TASK INSTRUCTIONS
Gather each line of the records where "Removes" appears.

DATASET EXCERPTS

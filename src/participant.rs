//! Participant identities and the per-session participant registry
//!
//! Every real-time connection gets an [`Id`] for its lifetime. Connections
//! that join a session become [`Participant`]s, tracked by the session's
//! [`Participants`] registry together with their running score and answer
//! history.

use std::{
    collections::{HashMap, hash_map::Entry},
    fmt::Display,
    str::FromStr,
    time::Duration,
};

use itertools::Itertools;
use rustrict::CensorStr;
use serde::{Deserialize, Serialize};
use serde_with::{DeserializeFromStr, SerializeDisplay};
use thiserror::Error;
use uuid::Uuid;

use crate::{
    constants::session::{MAX_NAME_LENGTH, MAX_PARTICIPANT_COUNT},
    scoring::Answer,
};

/// Identity of one real-time connection
///
/// The id is stable for the lifetime of the connection and doubles as the
/// participant id once the connection joins a session.
#[derive(
    Debug, Copy, Clone, PartialEq, Eq, PartialOrd, Ord, Hash, DeserializeFromStr, SerializeDisplay,
)]
pub struct Id(Uuid);

impl Id {
    /// Creates a new random connection id
    pub fn new() -> Self {
        Self(Uuid::new_v4())
    }
}

impl Default for Id {
    fn default() -> Self {
        Self::new()
    }
}

impl Display for Id {
    fn fmt(&self, f: &mut std::fmt::Formatter<'_>) -> std::fmt::Result {
        self.0.fmt(f)
    }
}

impl FromStr for Id {
    type Err = uuid::Error;

    fn from_str(s: &str) -> Result<Self, Self::Err> {
        Ok(Self(Uuid::from_str(s)?))
    }
}

/// Errors that can occur when managing participants
#[derive(Error, Serialize, Debug, Clone, Copy, PartialEq, Eq)]
pub enum Error {
    /// The display name is empty or contains only whitespace
    #[error("name cannot be empty")]
    Empty,
    /// The display name exceeds the maximum allowed length
    #[error("name is too long")]
    TooLong,
    /// The display name contains inappropriate content
    #[error("name is inappropriate")]
    Sinful,
    /// The session has reached the maximum number of participants
    #[error("maximum number of participants reached")]
    MaximumParticipants,
    /// The connection is not a participant of the session
    #[error("not a participant of this session")]
    Unknown,
    /// The answer targets a question other than the current one
    #[error("answer is for a question that is no longer current")]
    StaleQuestion,
}

/// Validates and normalizes a display name
///
/// # Errors
///
/// * `Error::TooLong` - Name exceeds the maximum length
/// * `Error::Empty` - Name is empty after trimming whitespace
/// * `Error::Sinful` - Name contains inappropriate content
pub fn validate_name(name: &str) -> Result<String, Error> {
    if name.len() > MAX_NAME_LENGTH {
        return Err(Error::TooLong);
    }
    let name = rustrict::trim_whitespace(name);
    if name.is_empty() {
        return Err(Error::Empty);
    }
    if name.is_inappropriate() {
        return Err(Error::Sinful);
    }
    Ok(name.to_owned())
}

/// One submitted answer in a participant's history
#[serde_with::serde_as]
#[derive(Debug, Clone, PartialEq, Serialize)]
#[serde(rename_all = "camelCase")]
pub struct AnswerRecord {
    /// Identifier of the answered question
    pub question_id: String,
    /// The raw answer payload
    pub answer: Answer,
    /// Whether it was judged correct
    pub is_correct: bool,
    /// Points awarded for it
    pub points: u64,
    /// Time the participant reported spending
    #[serde(rename = "timeSpentSeconds")]
    #[serde_as(as = "serde_with::DurationSecondsWithFrac<f64>")]
    pub time_spent: Duration,
}

/// A joined, scored party of a session
#[derive(Debug, Clone, Serialize)]
#[serde(rename_all = "camelCase")]
pub struct Participant {
    /// Connection identity
    pub id: Id,
    /// Display name chosen at join time; not unique
    pub name: String,
    /// Running total, never decreasing
    pub score: u64,
    /// Ordered answer log
    pub answers: Vec<AnswerRecord>,
    /// Join sequence number, used to break leaderboard ties
    #[serde(skip)]
    join_order: u64,
}

impl Participant {
    /// The answer given to `question_id`, if any
    pub fn answer_for(&self, question_id: &str) -> Option<&AnswerRecord> {
        self.answers.iter().find(|a| a.question_id == question_id)
    }

    /// Public view of the participant
    pub fn info(&self) -> ParticipantInfo {
        ParticipantInfo {
            id: self.id,
            name: self.name.clone(),
            score: self.score,
        }
    }
}

/// Participant summary sent over the wire
#[derive(Debug, Clone, PartialEq, Eq, Serialize)]
#[serde(rename_all = "camelCase")]
pub struct ParticipantInfo {
    /// Participant id
    pub id: Id,
    /// Display name
    pub name: String,
    /// Current score
    pub score: u64,
}

/// Per-session registry of participants
#[derive(Debug)]
pub struct Participants {
    /// Primary mapping from connection id to participant
    mapping: HashMap<Id, Participant>,
    /// Sequence number handed to the next new participant
    next_join: u64,
    /// Maximum number of participants accepted
    capacity: usize,
}

impl Default for Participants {
    fn default() -> Self {
        Self::with_capacity(MAX_PARTICIPANT_COUNT)
    }
}

impl Participants {
    /// Creates an empty registry accepting at most `capacity` participants
    pub fn with_capacity(capacity: usize) -> Self {
        Self {
            mapping: HashMap::new(),
            next_join: 0,
            capacity: capacity.min(MAX_PARTICIPANT_COUNT),
        }
    }

    /// Adds a participant, or renames it if the connection already joined
    ///
    /// Re-joining keeps the original join order and score.
    ///
    /// # Returns
    ///
    /// The participant and whether it was newly added
    ///
    /// # Errors
    ///
    /// Returns a name validation error, or `Error::MaximumParticipants` when
    /// the registry is full.
    pub fn join(&mut self, id: Id, name: &str) -> Result<(&Participant, bool), Error> {
        let name = validate_name(name)?;
        let at_capacity = self.mapping.len() >= self.capacity;

        match self.mapping.entry(id) {
            Entry::Occupied(entry) => {
                let participant = entry.into_mut();
                participant.name = name;
                Ok((participant, false))
            }
            Entry::Vacant(_) if at_capacity => Err(Error::MaximumParticipants),
            Entry::Vacant(entry) => {
                let join_order = self.next_join;
                self.next_join += 1;
                Ok((
                    entry.insert(Participant {
                        id,
                        name,
                        score: 0,
                        answers: Vec::new(),
                        join_order,
                    }),
                    true,
                ))
            }
        }
    }

    /// Removes a participant; unknown ids are ignored
    pub fn leave(&mut self, id: Id) -> Option<Participant> {
        self.mapping.remove(&id)
    }

    /// Appends an answer to the participant's history and adds its points
    ///
    /// # Arguments
    ///
    /// * `id` - The answering participant
    /// * `current_question_id` - Id of the question the session is on
    /// * `record` - The scored answer
    ///
    /// # Returns
    ///
    /// The participant's new total score
    ///
    /// # Errors
    ///
    /// Returns `Error::StaleQuestion` without touching the score if the
    /// record is for a different question, and `Error::Unknown` for ids
    /// that never joined.
    pub fn record_answer(
        &mut self,
        id: Id,
        current_question_id: &str,
        record: AnswerRecord,
    ) -> Result<u64, Error> {
        if record.question_id != current_question_id {
            return Err(Error::StaleQuestion);
        }
        let participant = self.mapping.get_mut(&id).ok_or(Error::Unknown)?;
        participant.score = participant.score.saturating_add(record.points);
        participant.answers.push(record);
        Ok(participant.score)
    }

    /// Gets a participant
    pub fn get(&self, id: Id) -> Option<&Participant> {
        self.mapping.get(&id)
    }

    /// Checks whether a connection is a participant
    pub fn contains(&self, id: Id) -> bool {
        self.mapping.contains_key(&id)
    }

    /// Number of present participants
    pub fn len(&self) -> usize {
        self.mapping.len()
    }

    /// Whether nobody is present
    pub fn is_empty(&self) -> bool {
        self.mapping.is_empty()
    }

    /// Ids of all present participants, in join order
    pub fn ids(&self) -> Vec<Id> {
        self.in_join_order().map(|p| p.id).collect_vec()
    }

    /// Present participants in join order
    pub fn in_join_order(&self) -> impl Iterator<Item = &Participant> {
        self.mapping.values().sorted_by_key(|p| p.join_order)
    }

    /// Present participants sorted by score, highest first
    ///
    /// Equal scores keep join order, so the ranking is deterministic.
    pub fn leaderboard(&self) -> Vec<&Participant> {
        self.in_join_order()
            .sorted_by(|a, b| b.score.cmp(&a.score))
            .collect_vec()
    }

    /// Number of present participants who answered `question_id`
    pub fn answered_count(&self, question_id: &str) -> usize {
        self.mapping
            .values()
            .filter(|p| p.answer_for(question_id).is_some())
            .count()
    }
}
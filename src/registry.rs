//! Process-wide table of hosted sessions
//!
//! Each session sits behind its own `tokio::sync::Mutex`, so events for one
//! session are handled one at a time while different sessions proceed in
//! parallel. The table itself is only locked for map operations.

use std::{
    collections::HashMap,
    sync::{Arc, Weak},
};

use thiserror::Error;
use tokio::sync::{Mutex, RwLock};

use super::{
    constants::code::DRAW_ATTEMPTS,
    participant::Id,
    quiz::Quiz,
    session::{self, Options, Session},
    session_code::SessionCode,
};

/// A session shared between the connections taking part in it
pub type SharedSession = Arc<Mutex<Session>>;

/// A handle to a session that does not keep it alive
pub type WeakSession = Weak<Mutex<Session>>;

/// Errors that can occur when creating a session
#[derive(Error, Debug, Clone, PartialEq, Eq)]
pub enum Error {
    /// Every drawn code was already taken
    #[error("no free session code after {0} attempts")]
    CodeSpaceExhausted(usize),
    /// The session could not be constructed
    #[error(transparent)]
    Session(#[from] session::Error),
}

impl From<Error> for session::Error {
    fn from(error: Error) -> Self {
        match error {
            Error::CodeSpaceExhausted(_) => Self::CodeSpaceExhausted,
            Error::Session(error) => error,
        }
    }
}

/// All currently hosted sessions, keyed by code
#[derive(Debug)]
pub struct SessionRegistry {
    sessions: RwLock<HashMap<SessionCode, SharedSession>>,
    draw_attempts: usize,
}

impl Default for SessionRegistry {
    fn default() -> Self {
        Self::with_draw_attempts(DRAW_ATTEMPTS)
    }
}

impl SessionRegistry {
    /// Creates an empty registry that gives up after `draw_attempts` taken codes
    pub fn with_draw_attempts(draw_attempts: usize) -> Self {
        Self {
            sessions: RwLock::new(HashMap::new()),
            draw_attempts: draw_attempts.max(1),
        }
    }

    /// Creates a lobby-phase session under a fresh random code
    ///
    /// # Errors
    ///
    /// Returns `Error::Session` if the quiz is invalid and
    /// `Error::CodeSpaceExhausted` if no unused code was drawn.
    pub async fn create(
        &self,
        quiz: Quiz,
        host: Id,
        host_identity: String,
        options: Options,
    ) -> Result<(SessionCode, SharedSession), Error> {
        self.create_with(quiz, host, host_identity, options, SessionCode::random)
            .await
    }

    /// Creates a session using `draw` to produce candidate codes
    ///
    /// Candidates already in use are redrawn; the table stays write-locked
    /// between the check and the insert.
    pub async fn create_with<D: FnMut() -> SessionCode>(
        &self,
        quiz: Quiz,
        host: Id,
        host_identity: String,
        options: Options,
        mut draw: D,
    ) -> Result<(SessionCode, SharedSession), Error> {
        let mut sessions = self.sessions.write().await;

        let code = std::iter::repeat_with(&mut draw)
            .take(self.draw_attempts)
            .find(|code| !sessions.contains_key(code))
            .ok_or(Error::CodeSpaceExhausted(self.draw_attempts))?;

        let session = Arc::new(Mutex::new(Session::new(
            code,
            quiz,
            host,
            host_identity,
            options,
        )?));
        sessions.insert(code, session.clone());

        tracing::info!(%code, host = %host, active = sessions.len(), "session created");
        Ok((code, session))
    }

    /// Looks up a session
    pub async fn get(&self, code: SessionCode) -> Option<SharedSession> {
        self.sessions.read().await.get(&code).cloned()
    }

    /// Whether `session` is still the one registered under `code`
    ///
    /// A destroyed session's code can be drawn again by a new session, so a
    /// code alone does not identify a session over time.
    pub async fn is_current(&self, code: SessionCode, session: &WeakSession) -> bool {
        self.sessions
            .read()
            .await
            .get(&code)
            .is_some_and(|live| std::ptr::eq(Arc::as_ptr(live), session.as_ptr()))
    }

    /// Removes a session; unknown codes are ignored
    pub async fn destroy(&self, code: SessionCode) -> Option<SharedSession> {
        let removed = self.sessions.write().await.remove(&code);
        if removed.is_some() {
            tracing::info!(%code, "session destroyed");
        }
        removed
    }

    /// Number of hosted sessions
    pub async fn len(&self) -> usize {
        self.sessions.read().await.len()
    }
}
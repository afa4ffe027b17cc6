//! Answer evaluation and point calculation
//!
//! Scoring is a pure function of the question, the submitted answer and
//! the time the participant reports having spent. A correct answer earns
//! the question's base points plus a time bonus of up to half the base,
//! decaying linearly to nothing as the time limit is used up.

use std::{collections::BTreeSet, time::Duration};

use serde::{Deserialize, Serialize};

use crate::{
    constants::{quiz::MAX_TIME_LIMIT, scoring::TIME_BONUS_RATIO},
    quiz::{Question, QuestionKind},
};

/// A raw answer as submitted by a participant
///
/// The shape follows the JSON value sent on the wire: a number selects one
/// option, an array selects several, and a string is a free-text answer.
#[derive(Debug, Clone, PartialEq, Eq, Serialize, Deserialize)]
#[serde(untagged)]
pub enum Answer {
    /// A single option index
    Index(usize),
    /// A set of option indices
    Indices(Vec<usize>),
    /// Free text
    Text(String),
}

impl Answer {
    /// The option indices selected by this answer, if it is a choice answer
    pub fn selected(&self) -> Option<BTreeSet<usize>> {
        match self {
            Self::Index(index) => Some(BTreeSet::from([*index])),
            Self::Indices(indices) => Some(indices.iter().copied().collect()),
            Self::Text(_) => None,
        }
    }
}

/// Outcome of scoring one answer
#[derive(Debug, Clone, Copy, PartialEq, Eq, Serialize)]
#[serde(rename_all = "camelCase")]
pub struct Verdict {
    /// Whether the answer was judged correct
    pub is_correct: bool,
    /// Points awarded for it
    pub points: u64,
}

impl Verdict {
    /// An incorrect or unscored answer
    pub const WRONG: Self = Self {
        is_correct: false,
        points: 0,
    };
}

/// Checks whether `answer` is correct for `question`
///
/// Single-choice and true/false questions accept exactly one selected
/// option that is marked correct. Multiple-choice questions require the
/// selected set to equal the correct set; there is no partial credit.
/// Open-ended and poll questions are never correct.
pub fn is_correct(question: &Question, answer: &Answer) -> bool {
    if !question.kind.is_scored() {
        return false;
    }
    let Some(selected) = answer.selected() else {
        return false;
    };

    match question.kind {
        QuestionKind::SingleChoice | QuestionKind::TrueFalse => {
            selected.len() == 1
                && selected
                    .iter()
                    .all(|index| question.correct_answers.contains(index))
        }
        QuestionKind::MultipleChoice => selected == question.correct_answers,
        QuestionKind::OpenEnded | QuestionKind::Poll => false,
    }
}

/// Fraction of the time budget left when the answer was given
///
/// Returns a value in `[0, 1]`; questions without a time limit never earn a
/// bonus.
pub fn time_bonus_fraction(time_limit: Option<Duration>, time_spent: Duration) -> f64 {
    match time_limit {
        Some(limit) if !limit.is_zero() => {
            let limit = limit.as_secs_f64();
            ((limit - time_spent.as_secs_f64()) / limit).clamp(0., 1.)
        }
        _ => 0.,
    }
}

/// Points for a correct answer with the given bonus fraction
pub fn points_for(base_points: u64, bonus_fraction: f64) -> u64 {
    base_points + (base_points as f64 * TIME_BONUS_RATIO * bonus_fraction).round() as u64
}

/// Scores an answer
///
/// # Arguments
///
/// * `question` - The question being answered
/// * `answer` - The participant's raw answer
/// * `time_spent` - Time the participant took to answer
pub fn evaluate(question: &Question, answer: &Answer, time_spent: Duration) -> Verdict {
    if !is_correct(question, answer) {
        return Verdict::WRONG;
    }

    Verdict {
        is_correct: true,
        points: points_for(
            question.points,
            time_bonus_fraction(question.time_limit, time_spent),
        ),
    }
}

/// Converts a client-reported number of seconds into a duration
///
/// NaN and negative values count as zero. Anything above twice the longest
/// allowed time limit, infinity included, is capped there so it never earns
/// a bonus.
pub fn time_spent_from_secs(seconds: f64) -> Duration {
    let ceiling = (MAX_TIME_LIMIT * 2) as f64;
    if seconds.is_nan() || seconds <= 0. {
        Duration::ZERO
    } else {
        Duration::from_secs_f64(seconds.min(ceiling))
    }
}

FINISHED EXERCISE
    /// Removes a participant; unknown ids are ignored
    /// Removes a session; unknown codes are ignored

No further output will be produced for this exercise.